Example 1. Singapore's managed exchange rate. Because Singapore manages its dollar against a trade-weighted basket, it deliberately uses the appreciation-inflation and depreciation-competitiveness trade-off: appreciating to curb imported inflation and easing the appreciation to support exports in a downturn. Its policy is a direct application of how exchange-rate changes affect inflation, the current account and growth.

Example 2. A depreciation and the J-curve in a trade-dependent economy. When a country's currency falls sharply, its trade balance often worsens for several months (the J-curve) before improving as exporters win new orders and importers switch away from dearer foreign goods. The episode shows why policymakers judge a depreciation over time and against the Marshall-Lerner condition rather than expecting an instant improvement.

Try this

Q1. Explain what causes a currency to appreciate in a floating system. [2 marks]

  • Cue. A rise in demand for the currency (from stronger exports or capital inflows) relative to its supply bids up its price, appreciating it.

Q2. Explain the main trade-off of a depreciation. [3 marks]

  • Cue. It makes exports cheaper and imports dearer, improving competitiveness and net exports and raising AD and output, but dearer imports raise the price level, causing imported inflation, so competitiveness is gained at the cost of higher inflation.

Q3. State the Marshall-Lerner condition. [2 marks]

  • Cue. A depreciation improves the current account only if the sum of the price elasticities of demand for exports and imports is greater than one.

Exam-style practice questions

Practice questions written in the style of SEAB exam questions on this dot point, with worked answer explainers. The year tag is the paper they imitate, not the source.

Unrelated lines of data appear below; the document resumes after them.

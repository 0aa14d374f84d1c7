//! Retry with exponential back-off and jitter for the Amadeus client.
//!
//! [`retry_with_backoff`] wraps a fallible async operation and retries on
//! transient errors (network failures, 5xx). Client-side errors, rejected
//! credentials, and malformed responses are returned immediately; retrying
//! cannot fix them and only burns provider quota.

use std::future::Future;
use std::time::Duration;

use crate::error::AmadeusError;

/// Returns `true` for errors that are worth retrying after a back-off delay.
///
/// Retriable: network-level failures (timeout, connection reset) and HTTP 5xx.
/// Not retriable: 4xx API responses, rejected credentials, malformed JSON,
/// invalid URLs.
pub(crate) fn is_retriable(err: &AmadeusError) -> bool {
    match err {
        AmadeusError::Http(e) => {
            e.is_timeout() || e.is_connect() || e.status().is_some_and(|s| s.is_server_error())
        }
        AmadeusError::Api { status, .. } => *status >= 500,
        AmadeusError::Token(_)
        | AmadeusError::Deserialize { .. }
        | AmadeusError::InvalidUrl { .. } => false,
    }
}

/// Runs `operation` with up to `max_retries` additional attempts on transient
/// errors.
///
/// Sleeps `backoff_base_ms * 2^(attempt-1)` with ±25 % jitter before each
/// retry, capped at 60 s. Non-retriable errors are returned immediately.
pub(crate) async fn retry_with_backoff<T, F, Fut>(
    max_retries: u32,
    backoff_base_ms: u64,
    mut operation: F,
) -> Result<T, AmadeusError>
where
    F: FnMut() -> Fut,
    Fut: Future<Output = Result<T, AmadeusError>>,
{
    const MAX_DELAY_MS: u64 = 60_000;
    let mut attempt = 0u32;
    loop {
        match operation().await {
            Ok(value) => return Ok(value),
            Err(err) => {
                if !is_retriable(&err) || attempt >= max_retries {
                    return Err(err);
                }
                attempt += 1;
                let computed = backoff_base_ms.saturating_mul(1u64 << (attempt - 1).min(10));
                let capped = computed.min(MAX_DELAY_MS);
                #[allow(
                    clippy::cast_possible_truncation,
                    clippy::cast_sign_loss,
                    clippy::cast_precision_loss
                )]
                let delay_ms = (capped as f64 * (rand::random::<f64>() * 0.5 + 0.75)) as u64;
                tracing::warn!(
                    attempt,
                    max_retries,
                    delay_ms,
                    error = %err,
                    "transient provider error; retrying after back-off"
                );
                tokio::time::sleep(Duration::from_millis(delay_ms)).await;
            }
        }
    }
}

Original10 marksExplain how the exchange rate of a freely floating currency is determined, and analyse the effects of a depreciation on the economy.
Show worked answer →

A 10 mark question rewards the demand-supply determination and the effects of a depreciation.

Determination. In a floating system, the exchange rate is set by the demand for and supply of the currency in the foreign-exchange market. Demand comes from foreigners buying exports and investing in the country; supply comes from residents buying imports and investing abroad. The rate settles where demand equals supply, and shifts in either move it.

Depreciation effects. A weaker currency makes exports cheaper to foreigners and imports dearer at home. Exports tend to rise and imports to fall, improving the current account (subject to the Marshall-Lerner condition) and raising AD, output and employment. But dearer imports raise the price level: imported inflation. So a depreciation boosts competitiveness and growth at the cost of higher inflation.

Markers reward the demand-supply determination, the cheaper-exports-dearer-imports mechanism, the current-account and AD effects, and the imported-inflation cost.

Original9 marksExplain the Marshall-Lerner condition and the J-curve effect, and why they matter for a depreciation.
Show worked answer →

A 9 mark question rewards both concepts and their link to elasticities and time.

Marshall-Lerner condition
A depreciation improves the current account only if the sum of the price elasticities of demand for exports and imports is greater than one. If demand is too inelastic, the higher volume of exports and lower volume of imports do not offset the worse prices, and the current account can worsen.
J-curve
In the short run, demand for exports and imports is inelastic (contracts and habits take time to adjust), so a depreciation may first worsen the current account before improving it as volumes respond. Plotted over time, the current account traces a J shape.
Why it matters
A depreciation is not guaranteed to improve the current account: it depends on elasticities (Marshall-Lerner) and takes time (J-curve), so the short-run and long-run effects differ.

Markers reward the elasticity-sum condition, the short-run inelasticity behind the J-curve, and the conclusion that the effect depends on elasticities and time.